We are a group of students, researchers and professors who are passionate about our environment and the role phosphorus takes in its quality, productivity and sustainability now and in the future. We meet every month eat cake, drink tea and discuss phosphorus! We will be posting the results of our meetings and our activities on our respective projects, we hope you enjoy following us!
So what is phosphorus and why is it important?
Phosphorus is an essential element for all forms of life.
It’s actually, and to quote astrobiologist Douglas Whittet here:
“The only biogenic element [out of the other five] present in the human body (and in biological tissue generally) at a concentration substantially above its solar abundance is P. If one were to attempt to place an upper limit on the total biomass present in the Universe at large, on the bases of cosmic abundances, then the critical element would be phosphorus.”
We are therefore inherently reliant on phosphorus to eat! Indeed ~90% of global phosphorus demand is for food production, that’s about 148 million tonnes of phosphate rock per year, that’s probably about 11 400 000 truck loads…
But food production must increase to feed our growing global population, so it is thought that phosphorus demand will increase 50-100% as a result! This demand isn’t equally distributed globally, here in the West (Europe and North America) for example we have a history of over application, resulting in issues such as ‘legacy’ phosphorus in soils and eutrophication in our water courses.

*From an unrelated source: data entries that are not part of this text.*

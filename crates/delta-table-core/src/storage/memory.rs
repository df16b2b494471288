use std::{
    collections::{BTreeMap, BTreeSet},
    io,
    sync::{PoisonError, RwLock},
};

use async_trait::async_trait;
use bytes::Bytes;
use snafu::prelude::*;

use crate::storage::{BackendError, NotFoundSnafu, StorageBackend, StorageResult};

/// In-memory backend keyed by full path.
///
/// Directories are implicit: `list(dir)` returns the distinct first path
/// segment of every key under `dir/`. Listing order is deliberately reversed
/// relative to key order so that callers cannot accidentally depend on it.
#[derive(Debug, Default)]
pub struct InMemoryStorage {
    files: RwLock<BTreeMap<String, Bytes>>,
}

impl InMemoryStorage {
    /// Create an empty store.
    pub fn new() -> Self {
        Self::default()
    }

    /// Insert or replace the file at `path`.
    pub fn put(&self, path: impl Into<String>, data: impl Into<Bytes>) {
        let mut files = self.files.write().unwrap_or_else(PoisonError::into_inner);
        files.insert(path.into(), data.into());
    }

    /// Remove the file at `path`, returning whether it existed.
    pub fn delete(&self, path: &str) -> bool {
        let mut files = self.files.write().unwrap_or_else(PoisonError::into_inner);
        files.remove(path).is_some()
    }
}

fn not_found(path: &str) -> BackendError {
    BackendError::Local(io::Error::new(
        io::ErrorKind::NotFound,
        format!("no entry at {path}"),
    ))
}

#[async_trait]
impl StorageBackend for InMemoryStorage {
    async fn list(&self, dir: &str) -> StorageResult<Vec<String>> {
        let prefix = format!("{}/", dir.trim_end_matches('/'));
        let files = self.files.read().unwrap_or_else(PoisonError::into_inner);

        let names: BTreeSet<&str> = files
            .keys()
            .filter_map(|k| k.strip_prefix(&prefix))
            .filter_map(|rest| rest.split('/').next())
            .collect();

        if names.is_empty() {
            return Err(not_found(dir)).context(NotFoundSnafu { path: dir });
        }
        Ok(names.into_iter().rev().map(str::to_string).collect())
    }

    async fn read(&self, path: &str) -> StorageResult<Bytes> {
        let files = self.files.read().unwrap_or_else(PoisonError::into_inner);
        match files.get(path) {
            Some(b) => Ok(b.clone()),
            None => Err(not_found(path)).context(NotFoundSnafu { path }),
        }
    }

    async fn exists(&self, path: &str) -> StorageResult<bool> {
        let files = self.files.read().unwrap_or_else(PoisonError::into_inner);
        if files.contains_key(path) {
            return Ok(true);
        }
        let prefix = format!("{}/", path.trim_end_matches('/'));
        Ok(files
            .range(prefix.clone()..)
            .next()
            .is_some_and(|(k, _)| k.starts_with(&prefix)))
    }
}
//! Storage backends and path utilities.
//!
//! The engine only ever reads. Everything it needs from a backend is captured
//! by [`StorageBackend`]: list the entry names of a directory, read a file's
//! bytes, and test whether a path exists. Backends are expected to be strongly
//! consistent for committed log entries; failures are surfaced unmodified as
//! [`StorageError`] and never retried here.
//!
//! Two backends ship with the crate:
//!
//! - [`LocalFileSystem`]: `tokio::fs` over a local directory tree.
//! - [`InMemoryStorage`]: a map of path to bytes, useful for tests and for
//!   embedding callers that already hold the log in memory.
//!
//! [`TableLocation`] pairs a table root with the backend that serves it, and
//! [`layout`] holds the fixed naming conventions under `_delta_log/`.

use std::fmt::Debug;

use async_trait::async_trait;
use bytes::Bytes;

pub mod error;
pub mod layout;
mod local;
mod memory;
mod table_location;

pub use error::{BackendError, StorageError};
pub(crate) use error::{InvalidLocationSnafu, NotFoundSnafu, OtherIoSnafu};
pub use local::LocalFileSystem;
pub use memory::InMemoryStorage;
pub use table_location::TableLocation;

/// General result type used by storage operations.
///
/// This aliases `Result<T, StorageError>` so functions in this module can
/// return a concise result type while still communicating storage-specific
/// error information via `StorageError`.
pub type StorageResult<T> = Result<T, StorageError>;

/// Read-only view of a storage system holding one or more tables.
///
/// Paths are plain `/`-separated strings as produced by
/// [`TableLocation::join`]; a backend decides how to map them onto its own
/// namespace.
#[async_trait]
pub trait StorageBackend: Send + Sync + Debug {
    /// Names (not full paths) of the direct children of `dir`.
    ///
    /// The order of the returned names is unspecified; callers sort.
    /// A missing directory is [`StorageError::NotFound`].
    async fn list(&self, dir: &str) -> StorageResult<Vec<String>>;

    /// Full contents of the file at `path`.
    async fn read(&self, path: &str) -> StorageResult<Bytes>;

    /// Whether a file or directory exists at `path`.
    async fn exists(&self, path: &str) -> StorageResult<bool>;
}
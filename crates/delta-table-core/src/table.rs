//! Table layer.
//!
//! [`DeltaTable`] is the user-facing handle: it resolves versions into
//! [`Snapshot`]s, keeps the current one, and runs scans against any
//! snapshot.
//!
//! State is copy-on-write. A snapshot is never modified after it is built;
//! `update`/`load_version` build a new one and swap the `Arc` under a short
//! lock that is never held across an `.await`. Readers that already hold a
//! snapshot keep seeing exactly that version.
use std::sync::{Arc, PoisonError, RwLock};

use log::{debug, info};
use snafu::prelude::*;

use crate::expression::Predicate;
use crate::scan::{self, ParquetScanEngine, Projection, PushdownPlanner, ScanEngine, ScanResult};
use crate::schema::StructType;
use crate::snapshot::{Snapshot, SnapshotBuilder};
use crate::storage::TableLocation;
use crate::transaction_log::{LogListing, Version};

pub mod config;
pub mod error;

pub use config::TableConfig;
pub use error::TableError;

use error::{LogSnafu, StorageSnafu, VersionNotFoundSnafu};

#[derive(Debug)]
struct TableState {
    listing: Arc<LogListing>,
    current: Arc<Snapshot>,
    /// Most recently resolved snapshot, a replay base candidate next to
    /// `current`.
    last_resolved: Arc<Snapshot>,
}

/// A versioned table opened for reading.
#[derive(Debug)]
pub struct DeltaTable {
    location: TableLocation,
    builder: SnapshotBuilder,
    engine: Arc<dyn ScanEngine>,
    config: TableConfig,
    state: RwLock<TableState>,
}

impl DeltaTable {
    /// Open the table at `path` (a local path or `file://` URI) at its latest
    /// version.
    pub async fn open(path: &str) -> Result<Self, TableError> {
        Self::open_with_config(path, TableConfig::default()).await
    }

    /// Open the table at `path` with `config`.
    pub async fn open_with_config(path: &str, config: TableConfig) -> Result<Self, TableError> {
        let location = TableLocation::parse(path).context(StorageSnafu)?;
        Self::open_location(location, config).await
    }

    /// Open the table at `location` with `config`.
    pub async fn open_location(
        location: TableLocation,
        config: TableConfig,
    ) -> Result<Self, TableError> {
        let builder = SnapshotBuilder::new(location.clone(), config.log_read_concurrency);
        let listing = builder.log().list().await.context(LogSnafu)?;
        let latest = listing.latest_version().unwrap_or_default();
        let snapshot = Arc::new(builder.build(&listing, latest, None).await?);
        info!(
            "opened table {location} at version {} ({} live file(s))",
            snapshot.version(),
            snapshot.files().len()
        );

        Ok(DeltaTable {
            location,
            builder,
            engine: Arc::new(ParquetScanEngine::new()),
            config,
            state: RwLock::new(TableState {
                listing: Arc::new(listing),
                current: snapshot.clone(),
                last_resolved: snapshot,
            }),
        })
    }

    /// Replace the engine used to read data files.
    pub fn with_scan_engine(mut self, engine: Arc<dyn ScanEngine>) -> Self {
        self.engine = engine;
        self
    }

    /// Table root.
    pub fn path(&self) -> &str {
        self.location.root()
    }

    /// Location the table was opened at.
    pub fn location(&self) -> &TableLocation {
        &self.location
    }

    /// `<root>/_delta_log`
    pub fn log_path(&self) -> String {
        self.location.log_dir()
    }

    /// Configuration in effect.
    pub fn config(&self) -> &TableConfig {
        &self.config
    }

    fn with_state<T>(&self, f: impl FnOnce(&TableState) -> T) -> T {
        let state = self.state.read().unwrap_or_else(PoisonError::into_inner);
        f(&state)
    }

    /// The current snapshot.
    pub fn snapshot(&self) -> Arc<Snapshot> {
        self.with_state(|s| s.current.clone())
    }

    /// Version of the current snapshot.
    pub fn version(&self) -> Version {
        self.with_state(|s| s.current.version())
    }

    /// Latest complete checkpoint version in the last listing.
    pub fn checkpoint(&self) -> Option<Version> {
        self.with_state(|s| s.listing.checkpoint_versions().last())
    }

    /// Commit versions in the last listing, ascending.
    pub fn commit_versions(&self) -> Vec<Version> {
        self.with_state(|s| s.listing.commit_versions().collect())
    }

    /// Complete checkpoint versions in the last listing, ascending.
    pub fn checkpoint_versions(&self) -> Vec<Version> {
        self.with_state(|s| s.listing.checkpoint_versions().collect())
    }

    /// Effective schema of the current snapshot.
    pub fn schema(&self) -> StructType {
        self.snapshot().schema().clone()
    }

    /// Partition columns of the current snapshot.
    pub fn partition_columns(&self) -> Vec<String> {
        self.snapshot().partition_columns().to_vec()
    }

    /// Live file paths of the current snapshot, as recorded in the log.
    pub fn files(&self) -> Vec<String> {
        self.snapshot()
            .file_paths()
            .into_iter()
            .map(str::to_string)
            .collect()
    }

    /// Pick up commits written since the last listing and move the current
    /// snapshot to the new latest version. Returns that version.
    pub async fn update(&self) -> Result<Version, TableError> {
        let listing = Arc::new(self.builder.log().list().await.context(LogSnafu)?);
        let latest = listing.latest_version().unwrap_or_default();
        let current = self.snapshot();

        let snapshot = if current.version() == latest {
            debug!("update: already at latest version {latest}");
            current
        } else {
            self.resolve(&listing, latest).await?
        };

        let mut state = self.state.write().unwrap_or_else(PoisonError::into_inner);
        state.listing = listing;
        state.current = snapshot;
        info!("table {} updated to version {latest}", self.location);
        Ok(latest)
    }

    /// Move the current snapshot to `version`.
    pub async fn load_version(&self, version: i64) -> Result<Arc<Snapshot>, TableError> {
        let snapshot = self.snapshot_at(version).await?;
        let mut state = self.state.write().unwrap_or_else(PoisonError::into_inner);
        state.current = snapshot.clone();
        Ok(snapshot)
    }

    /// Resolve `version` without moving the current snapshot.
    ///
    /// Fails with `VersionNotFound` for a negative version, a version newer
    /// than the latest commit, or one older than the oldest reconstructable
    /// version.
    pub async fn snapshot_at(&self, version: i64) -> Result<Arc<Snapshot>, TableError> {
        let mut listing = self.with_state(|s| s.listing.clone());

        let Ok(target) = Version::try_from(version) else {
            return VersionNotFoundSnafu {
                requested: version,
                earliest: listing.earliest_reconstructable_version().unwrap_or_default(),
                latest: listing.latest_version().unwrap_or_default(),
            }
            .fail();
        };

        if listing.latest_version().is_some_and(|latest| target > latest) {
            // The version may have been committed since the last listing.
            listing = Arc::new(self.builder.log().list().await.context(LogSnafu)?);
            let mut state = self.state.write().unwrap_or_else(PoisonError::into_inner);
            state.listing = listing.clone();
        }

        if let Some(hit) = self.with_state(|s| {
            [&s.current, &s.last_resolved]
                .into_iter()
                .find(|snap| snap.version() == target)
                .cloned()
        }) {
            return Ok(hit);
        }

        self.resolve(&listing, target).await
    }

    async fn resolve(&self, listing: &LogListing, target: Version) -> Result<Arc<Snapshot>, TableError> {
        let base = if self.config.reuse_cached_snapshots {
            self.with_state(|s| {
                [&s.current, &s.last_resolved]
                    .into_iter()
                    .filter(|snap| snap.version() <= target)
                    .max_by_key(|snap| snap.version())
                    .cloned()
            })
        } else {
            None
        };

        let snapshot = Arc::new(self.builder.build(listing, target, base.as_ref()).await?);
        let mut state = self.state.write().unwrap_or_else(PoisonError::into_inner);
        state.last_resolved = snapshot.clone();
        Ok(snapshot)
    }

    /// Scan `snapshot`, returning `projection` for the rows matching `filter`.
    ///
    /// The projection and filter are validated before any data file is
    /// opened.
    pub async fn scan(
        &self,
        snapshot: &Snapshot,
        projection: Projection,
        filter: Option<Predicate>,
    ) -> Result<ScanResult, TableError> {
        let plan = PushdownPlanner::new(snapshot).plan(&projection, filter.as_ref())?;
        let tasks = scan::file_tasks(snapshot, &plan, self.config.data_skipping)?;
        let output_schema = scan::output_schema(snapshot, &plan)?;
        scan::execute(
            &self.location,
            self.engine.as_ref(),
            &tasks,
            output_schema,
            self.config.scan_concurrency,
        )
        .await
    }

    /// Scan the current snapshot.
    pub async fn to_table(
        &self,
        projection: Projection,
        filter: Option<Predicate>,
    ) -> Result<ScanResult, TableError> {
        let snapshot = self.snapshot();
        self.scan(&snapshot, projection, filter).await
    }
}
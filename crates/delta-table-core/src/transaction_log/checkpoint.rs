//! Decoding of Parquet checkpoints into the action model.
//!
//! A checkpoint at version `V` stores, one action per row, every live `add`
//! plus the effective `metaData` and `protocol` as of `V` (and `remove`
//! tombstones, which the reader drops). Each action kind is a top-level
//! struct column that is null on rows holding another kind.
//!
//! Rows are decoded by projecting the four action columns, rendering the
//! batch as line-delimited JSON with Arrow's JSON writer and feeding each
//! row through the same serde model used for commit files. Commit files and
//! checkpoints therefore cannot disagree on how an action is interpreted.
use arrow::json::LineDelimitedWriter;
use bytes::Bytes;
use futures::{stream, StreamExt, TryStreamExt};
use log::debug;
use parquet::arrow::{arrow_reader::ParquetRecordBatchReaderBuilder, ProjectionMask};
use serde_json::{Map, Value};
use snafu::prelude::*;

use crate::storage::TableLocation;
use crate::transaction_log::{
    actions::{parse_action_value, Action, Add, Metadata, Protocol},
    log_segment::{CheckpointFiles, LogListing},
    CheckpointDecodeSnafu, LogError, StorageSnafu, Version,
};

/// Top-level checkpoint columns the reader needs.
const ACTION_COLUMNS: &[&str] = &["add", "remove", "metaData", "protocol"];

/// Table state materialised from a checkpoint.
#[derive(Debug, Clone, PartialEq)]
pub struct CheckpointState {
    /// Version the checkpoint materialises.
    pub version: Version,
    /// Effective metadata at that version.
    pub metadata: Metadata,
    /// Effective protocol at that version.
    pub protocol: Protocol,
    /// Live files, in checkpoint row order.
    pub adds: Vec<Add>,
}

/// Loads checkpoints for one table.
#[derive(Debug, Clone)]
pub struct CheckpointMaterializer {
    location: TableLocation,
}

impl CheckpointMaterializer {
    /// Create a materializer for the table at `location`.
    pub fn new(location: TableLocation) -> Self {
        Self { location }
    }

    /// The checkpoint to start from when resolving `target`: the one with
    /// the largest version `<= target`, or `None` to replay from version 0.
    pub fn select(listing: &LogListing, target: Version) -> Option<&CheckpointFiles> {
        listing.checkpoint_at_or_before(target)
    }

    /// Read and decode every part of a checkpoint.
    pub async fn materialize(&self, files: &CheckpointFiles) -> Result<CheckpointState, LogError> {
        let version = files.version;
        debug!(
            "loading checkpoint {version} ({} part(s))",
            files.paths.len()
        );

        let parts: Vec<Vec<Action>> = stream::iter(files.paths.clone())
            .map(|path| async move {
                let bytes = self
                    .location
                    .backend()
                    .read(&path)
                    .await
                    .context(StorageSnafu)?;
                decode_checkpoint_part(version, &path, bytes)
            })
            .buffered(files.paths.len().max(1))
            .try_collect()
            .await?;

        let mut metadata = None;
        let mut protocol = None;
        let mut adds = Vec::new();
        for action in parts.into_iter().flatten() {
            match action {
                Action::Add(add) => adds.push(add),
                Action::Remove(_) => {}
                Action::MetaData(m) => metadata = Some(m),
                Action::Protocol(p) => protocol = Some(p),
            }
        }

        let first_path = files.paths.first().cloned().unwrap_or_default();
        let metadata = metadata.context(CheckpointDecodeSnafu {
            version,
            path: first_path.clone(),
            msg: "checkpoint has no metaData action",
        })?;
        let protocol = protocol.context(CheckpointDecodeSnafu {
            version,
            path: first_path,
            msg: "checkpoint has no protocol action",
        })?;

        Ok(CheckpointState {
            version,
            metadata,
            protocol,
            adds,
        })
    }
}

fn decode_checkpoint_part(
    version: Version,
    path: &str,
    bytes: Bytes,
) -> Result<Vec<Action>, LogError> {
    let decode_err = |msg: String| {
        CheckpointDecodeSnafu {
            version,
            path,
            msg,
        }
        .build()
    };

    let builder = ParquetRecordBatchReaderBuilder::try_new(bytes)
        .map_err(|e| decode_err(format!("not a readable Parquet file: {e}")))?;

    let roots: Vec<usize> = builder
        .parquet_schema()
        .root_schema()
        .get_fields()
        .iter()
        .enumerate()
        .filter(|(_, f)| ACTION_COLUMNS.contains(&f.name()))
        .map(|(i, _)| i)
        .collect();
    if roots.is_empty() {
        return Err(decode_err(
            "checkpoint has none of the add/remove/metaData/protocol columns".to_string(),
        ));
    }

    let mask = ProjectionMask::roots(builder.parquet_schema(), roots);
    let reader = builder
        .with_projection(mask)
        .build()
        .map_err(|e| decode_err(format!("failed to build reader: {e}")))?;

    let mut json = Vec::new();
    {
        let mut writer = LineDelimitedWriter::new(&mut json);
        for batch in reader {
            let batch = batch.map_err(|e| decode_err(format!("failed to read batch: {e}")))?;
            writer
                .write(&batch)
                .map_err(|e| decode_err(format!("failed to render rows: {e}")))?;
        }
        writer
            .finish()
            .map_err(|e| decode_err(format!("failed to render rows: {e}")))?;
    }

    let mut actions = Vec::new();
    for (row, line) in json.split(|b| *b == b'\n').enumerate() {
        if line.is_empty() {
            continue;
        }
        let obj: Map<String, Value> = serde_json::from_slice(line)
            .map_err(|e| decode_err(format!("row {row}: {e}")))?;
        if let Some(action) =
            parse_action_value(obj).map_err(|msg| decode_err(format!("row {row}: {msg}")))?
        {
            actions.push(action);
        }
    }
    Ok(actions)
}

Posing challenges for scientists, such as ourselves, to disentangle the mystery of the phosphorus continuum in order for farmers and utility companies to comply with policies at no economic cost.
Have a look here if you want to learn more about the phosphorus debate!
What do we do here at Lancaster?
There are a number of exciting projects running at Lancaster University relating to phosphorus, soil, water, plants and well the whole catchment system! But here are a few examples of what some of us do…
- The River Eden Demonstration Test Catchment (EdenDTC) is a Defra funded project which is part of a wider DTC consortium throughout the UK. It’s looking into how to mitigate diffuse pollution from agriculture whilst maintaining productivity.
- Estimating Nutrient Transport in Catchments until 2050 (NUTCAT2050) is a Natural Environment Research Council (NERC) under the Changing Water Cycles Programme (CWC) funded project. Here we are looking into how changing climate and land use will affect nutrient runoff into rivers and its subsequent effect on water quality.
- UK-China Sustainable Agricultural Innovation Network (SAIN) is a project looking at the cycling of nitrogen and phosphorus in crops and livestock systems in order to quantify stocks and fluxes.